//! schemagen command-line tool
//!
//! Generates Oracle DDL scripts from a schema outline, regenerates the clean
//! script for an existing output directory, or writes a starter configuration.

use anyhow::{Context, Result};
use clap::{Parser, Subcommand};
use colored::Colorize;
use schemagen::build_script::write_build_script;
use schemagen::clean::write_clean_script;
use schemagen::config::DEFAULT_CONFIG_PATH;
use schemagen::{Generator, GeneratorConfig};
use std::fs;
use std::path::{Path, PathBuf};
use std::process;

#[derive(Parser)]
#[command(name = "schemagen")]
#[command(about = "Oracle DDL generator for tabular schema outlines")]
#[command(version = "0.1.0")]
struct Cli {
    /// Configuration file (TOML, JSON or YAML)
    #[arg(long, default_value = DEFAULT_CONFIG_PATH)]
    config: PathBuf,

    /// Verbose output
    #[arg(short, long)]
    verbose: bool,

    /// Quiet output (errors only)
    #[arg(short, long)]
    quiet: bool,

    #[command(subcommand)]
    command: Commands,
}

#[derive(Subcommand)]
enum Commands {
    /// Generate every script from the schema and grants outlines
    Generate {
        /// Render worker count (overrides the configuration; 0 = all CPUs)
        #[arg(long)]
        workers: Option<usize>,

        /// Schema outline CSV (overrides the configuration)
        #[arg(long)]
        schema: Option<PathBuf>,

        /// Output directory (overrides the configuration)
        #[arg(long)]
        output: Option<PathBuf>,

        /// Keep files already present in the output directory
        #[arg(long)]
        keep_output: bool,
    },

    /// Rebuild the build and clean scripts for an existing output directory
    Clean {
        /// Output directory (defaults to the configured one)
        #[arg(long)]
        output: Option<PathBuf>,
    },

    /// Write the effective configuration as JSON
    Init {
        /// Destination file
        #[arg(default_value = "config/config.json")]
        path: PathBuf,

        /// Replace an existing file
        #[arg(long)]
        force: bool,
    },
}

fn main() {
    let cli = Cli::parse();

    let config = match GeneratorConfig::load_from(&cli.config) {
        Ok(config) => config,
        Err(e) => {
            eprintln!("{} {}", "Error loading configuration:".red(), e);
            process::exit(1);
        }
    };

    let default_level = if cli.quiet {
        "error".to_string()
    } else if cli.verbose {
        "debug".to_string()
    } else {
        config.logging.level.clone()
    };
    env_logger::Builder::from_env(env_logger::Env::default().default_filter_or(default_level)).init();

    let result = match cli.command {
        Commands::Generate {
            workers,
            schema,
            output,
            keep_output,
        } => handle_generate(config, workers, schema, output, keep_output),
        Commands::Clean { output } => handle_clean(&config, output),
        Commands::Init { path, force } => handle_init(&config, &path, force),
    };

    match result {
        Ok(()) => {
            if !cli.quiet {
                println!("{}", "Success".green());
            }
        }
        Err(e) => {
            eprintln!("{} {:#}", "Error:".red(), e);
            process::exit(1);
        }
    }
}

fn handle_generate(
    mut config: GeneratorConfig,
    workers: Option<usize>,
    schema: Option<PathBuf>,
    output: Option<PathBuf>,
    keep_output: bool,
) -> Result<()> {
    if let Some(workers) = workers {
        config.workers = workers;
    }
    if let Some(schema) = schema {
        config.files.schema_file = schema.display().to_string();
    }
    if let Some(output) = output {
        config.files.output_directory = output.display().to_string();
    }

    let mut generator = Generator::new(config);
    if keep_output {
        generator = generator.keep_output();
    }
    let summary = generator.run().context("schema generation failed")?;

    println!("\nGeneration Summary\n");
    println!("  Tables:    {}", summary.tables);
    println!("  Scripts:   {}", summary.artifacts);
    if !summary.history_schemas.is_empty() {
        println!("  History packages: {}", summary.history_schemas.join(", "));
    }
    if !summary.loader_schemas.is_empty() {
        println!("  Loader packages:  {}", summary.loader_schemas.join(", "));
    }
    println!(
        "  Output:    {}",
        generator.config().files.output_directory.as_str().bold()
    );
    Ok(())
}

fn handle_clean(config: &GeneratorConfig, output: Option<PathBuf>) -> Result<()> {
    let root = output.unwrap_or_else(|| PathBuf::from(&config.files.output_directory));
    if !root.is_dir() {
        anyhow::bail!("output directory {} does not exist", root.display());
    }
    let build = write_build_script(&root, &config.files.build_file)
        .with_context(|| format!("writing build script in {}", root.display()))?;
    let clean = write_clean_script(&root, &config.files.clean_file)
        .with_context(|| format!("writing clean script in {}", root.display()))?;
    println!("Wrote {}", build.display());
    println!("Wrote {}", clean.display());
    Ok(())
}

fn handle_init(config: &GeneratorConfig, path: &Path, force: bool) -> Result<()> {
    if path.exists() && !force {
        anyhow::bail!("{} already exists (use --force to replace it)", path.display());
    }
    if let Some(parent) = path.parent() {
        if !parent.as_os_str().is_empty() {
            fs::create_dir_all(parent)?;
        }
    }
    let json = config.to_json_pretty()?;
    fs::write(path, json).with_context(|| format!("writing {}", path.display()))?;
    println!("Created {}", path.display());
    println!("Use it with: schemagen --config {} generate", path.display());
    Ok(())
}
/// Parameters contributed by every table of the chain, child first.
///
/// Skips synthesized and virtual columns, foreign keys into another chain
/// table (those values come from the parent call) and names already taken.
fn loader_params(chain: &[&Table]) -> Vec<LoaderParam> {
    let keys: Vec<TableKey> = chain.iter().map(|t| t.key()).collect();
    let mut taken: HashSet<String> = HashSet::new();
    let mut params = Vec::new();
    for table in chain {
        let own = table.key();
        for col in table.declared_columns() {
            if col.is_virtual() {
                continue;
            }
            if let Some(target) = fk_target(table, col) {
                if target != own && keys.contains(&target) {
                    continue;
                }
            }
            if !taken.insert(col.name.to_uppercase()) {
                continue;
            }
            params.push(LoaderParam {
                source: own.clone(),
                column: col.name.clone(),
                mode: if col.primary_key {
                    ParamMode::InOut
                } else {
                    ParamMode::In
                },
                type_ref: format!("{}.{}.{}%TYPE", table.schema, table.name, col.name),
            });
        }
    }
    params
}

fn find_param<'p>(params: &'p [LoaderParam], source: &TableKey, column: &str) -> Option<&'p LoaderParam> {
    params
        .iter()
        .find(|p| &p.source == source && p.column.eq_ignore_ascii_case(column))
}

fn parent_local(field: &str) -> String {
    format!("v_parent_{}", field.to_lowercase())
}

fn is_primary_field(table: &Table, field: &str) -> bool {
    table
        .primary_key_fields()
        .iter()
        .any(|f| f.eq_ignore_ascii_case(field))
}
//! Messages exchanged between the dispatcher and render workers.

/// Render the table at this registry position
#[derive(Debug, Clone, Copy, PartialEq, Eq)]
pub struct RenderJob {
    pub position: usize,
}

=-=-=-=-=

* _Task requirements_
Print the material word for word, with nothing left out.

* _Reply to the exercise_
//! schemagen command-line tool
//!
//! Generates Oracle DDL scripts from a schema outline, regenerates the clean
//! script for an existing output directory, or writes a starter configuration.

use anyhow::{Context, Result};
use clap::{Parser, Subcommand};
use colored::Colorize;
use schemagen::build_script::write_build_script;
use schemagen::clean::write_clean_script;
use schemagen::config::DEFAULT_CONFIG_PATH;
use schemagen::{Generator, GeneratorConfig};
use std::fs;
use std::path::{Path, PathBuf};
use std::process;

#[derive(Parser)]
#[command(name = "schemagen")]
#[command(about = "Oracle DDL generator for tabular schema outlines")]
#[command(version = "0.1.0")]
struct Cli {
    /// Configuration file (TOML, JSON or YAML)
    #[arg(long, default_value = DEFAULT_CONFIG_PATH)]
    config: PathBuf,

    /// Verbose output
    #[arg(short, long)]
    verbose: bool,

    /// Quiet output (errors only)
    #[arg(short, long)]
    quiet: bool,

    #[command(subcommand)]
    command: Commands,
}

#[derive(Subcommand)]
enum Commands {
    /// Generate every script from the schema and grants outlines
    Generate {
        /// Render worker count (overrides the configuration; 0 = all CPUs)
        #[arg(long)]
        workers: Option<usize>,

        /// Schema outline CSV (overrides the configuration)
        #[arg(long)]
        schema: Option<PathBuf>,

        /// Output directory (overrides the configuration)
        #[arg(long)]
        output: Option<PathBuf>,

        /// Keep files already present in the output directory
        #[arg(long)]
        keep_output: bool,
    },

    /// Rebuild the build and clean scripts for an existing output directory
    Clean {
        /// Output directory (defaults to the configured one)
        #[arg(long)]
        output: Option<PathBuf>,
    },

    /// Write the effective configuration as JSON
    Init {
        /// Destination file
        #[arg(default_value = "config/config.json")]
        path: PathBuf,

        /// Replace an existing file
        #[arg(long)]
        force: bool,
    },
}

fn main() {
    let cli = Cli::parse();

    let config = match GeneratorConfig::load_from(&cli.config) {
        Ok(config) => config,
        Err(e) => {
            eprintln!("{} {}", "Error loading configuration:".red(), e);
            process::exit(1);
        }
    };

    let default_level = if cli.quiet {
        "error".to_string()
    } else if cli.verbose {
        "debug".to_string()
    } else {
        config.logging.level.clone()
    };
    env_logger::Builder::from_env(env_logger::Env::default().default_filter_or(default_level)).init();

    let result = match cli.command {
        Commands::Generate {
            workers,
            schema,
            output,
            keep_output,
        } => handle_generate(config, workers, schema, output, keep_output),
        Commands::Clean { output } => handle_clean(&config, output),
        Commands::Init { path, force } => handle_init(&config, &path, force),
    };

    match result {
        Ok(()) => {
            if !cli.quiet {
                println!("{}", "Success".green());
            }
        }
        Err(e) => {
            eprintln!("{} {:#}", "Error:".red(), e);
            process::exit(1);
        }
    }
}

fn handle_generate(
    mut config: GeneratorConfig,
    workers: Option<usize>,
    schema: Option<PathBuf>,
    output: Option<PathBuf>,
    keep_output: bool,
) -> Result<()> {
    if let Some(workers) = workers {
        config.workers = workers;
    }
    if let Some(schema) = schema {
        config.files.schema_file = schema.display().to_string();
    }
    if let Some(output) = output {
        config.files.output_directory = output.display().to_string();
    }

    let mut generator = Generator::new(config);
    if keep_output {
        generator = generator.keep_output();
    }
    let summary = generator.run().context("schema generation failed")?;

    println!("\nGeneration Summary\n");
    println!("  Tables:    {}", summary.tables);
    println!("  Scripts:   {}", summary.artifacts);
    if !summary.history_schemas.is_empty() {
        println!("  History packages: {}", summary.history_schemas.join(", "));
    }
    if !summary.loader_schemas.is_empty() {
        println!("  Loader packages:  {}", summary.loader_schemas.join(", "));
    }
    println!(
        "  Output:    {}",
        generator.config().files.output_directory.as_str().bold()
    );
    Ok(())
}

fn handle_clean(config: &GeneratorConfig, output: Option<PathBuf>) -> Result<()> {
    let root = output.unwrap_or_else(|| PathBuf::from(&config.files.output_directory));
    if !root.is_dir() {
        anyhow::bail!("output directory {} does not exist", root.display());
    }
    let build = write_build_script(&root, &config.files.build_file)
        .with_context(|| format!("writing build script in {}", root.display()))?;
    let clean = write_clean_script(&root, &config.files.clean_file)
        .with_context(|| format!("writing clean script in {}", root.display()))?;
    println!("Wrote {}", build.display());
    println!("Wrote {}", clean.display());
    Ok(())
}

fn handle_init(config: &GeneratorConfig, path: &Path, force: bool) -> Result<()> {
    if path.exists() && !force {
        anyhow::bail!("{} already exists (use --force to replace it)", path.display());
    }
    if let Some(parent) = path.parent() {
        if !parent.as_os_str().is_empty() {
            fs::create_dir_all(parent)?;
        }
    }
    let json = config.to_json_pretty()?;
    fs::write(path, json).with_context(|| format!("writing {}", path.display()))?;
    println!("Created {}", path.display());
    println!("Use it with: schemagen --config {} generate", path.display());
    Ok(())
}
/// Parameters contributed by every table of the chain, child first.
///
/// Skips synthesized and virtual columns, foreign keys into another chain
/// table (those values come from the parent call) and names already taken.
fn loader_params(chain: &[&Table]) -> Vec<LoaderParam> {
    let keys: Vec<TableKey> = chain.iter().map(|t| t.key()).collect();
    let mut taken: HashSet<String> = HashSet::new();
    let mut params = Vec::new();
    for table in chain {
        let own = table.key();
        for col in table.declared_columns() {
            if col.is_virtual() {
                continue;
            }
            if let Some(target) = fk_target(table, col) {
                if target != own && keys.contains(&target) {
                    continue;
                }
            }
            if !taken.insert(col.name.to_uppercase()) {
                continue;
            }
            params.push(LoaderParam {
                source: own.clone(),
                column: col.name.clone(),
                mode: if col.primary_key {
                    ParamMode::InOut
                } else {
                    ParamMode::In
                },
                type_ref: format!("{}.{}.{}%TYPE", table.schema, table.name, col.name),
            });
        }
    }
    params
}

fn find_param<'p>(params: &'p [LoaderParam], source: &TableKey, column: &str) -> Option<&'p LoaderParam> {
    params
        .iter()
        .find(|p| &p.source == source && p.column.eq_ignore_ascii_case(column))
}

fn parent_local(field: &str) -> String {
    format!("v_parent_{}", field.to_lowercase())
}

fn is_primary_field(table: &Table, field: &str) -> bool {
    table
        .primary_key_fields()
        .iter()
        .any(|f| f.eq_ignore_ascii_case(field))
}
//! Messages exchanged between the dispatcher and render workers.

/// Render the table at this registry position
#[derive(Debug, Clone, Copy, PartialEq, Eq)]
pub struct RenderJob {
    pub position: usize,
}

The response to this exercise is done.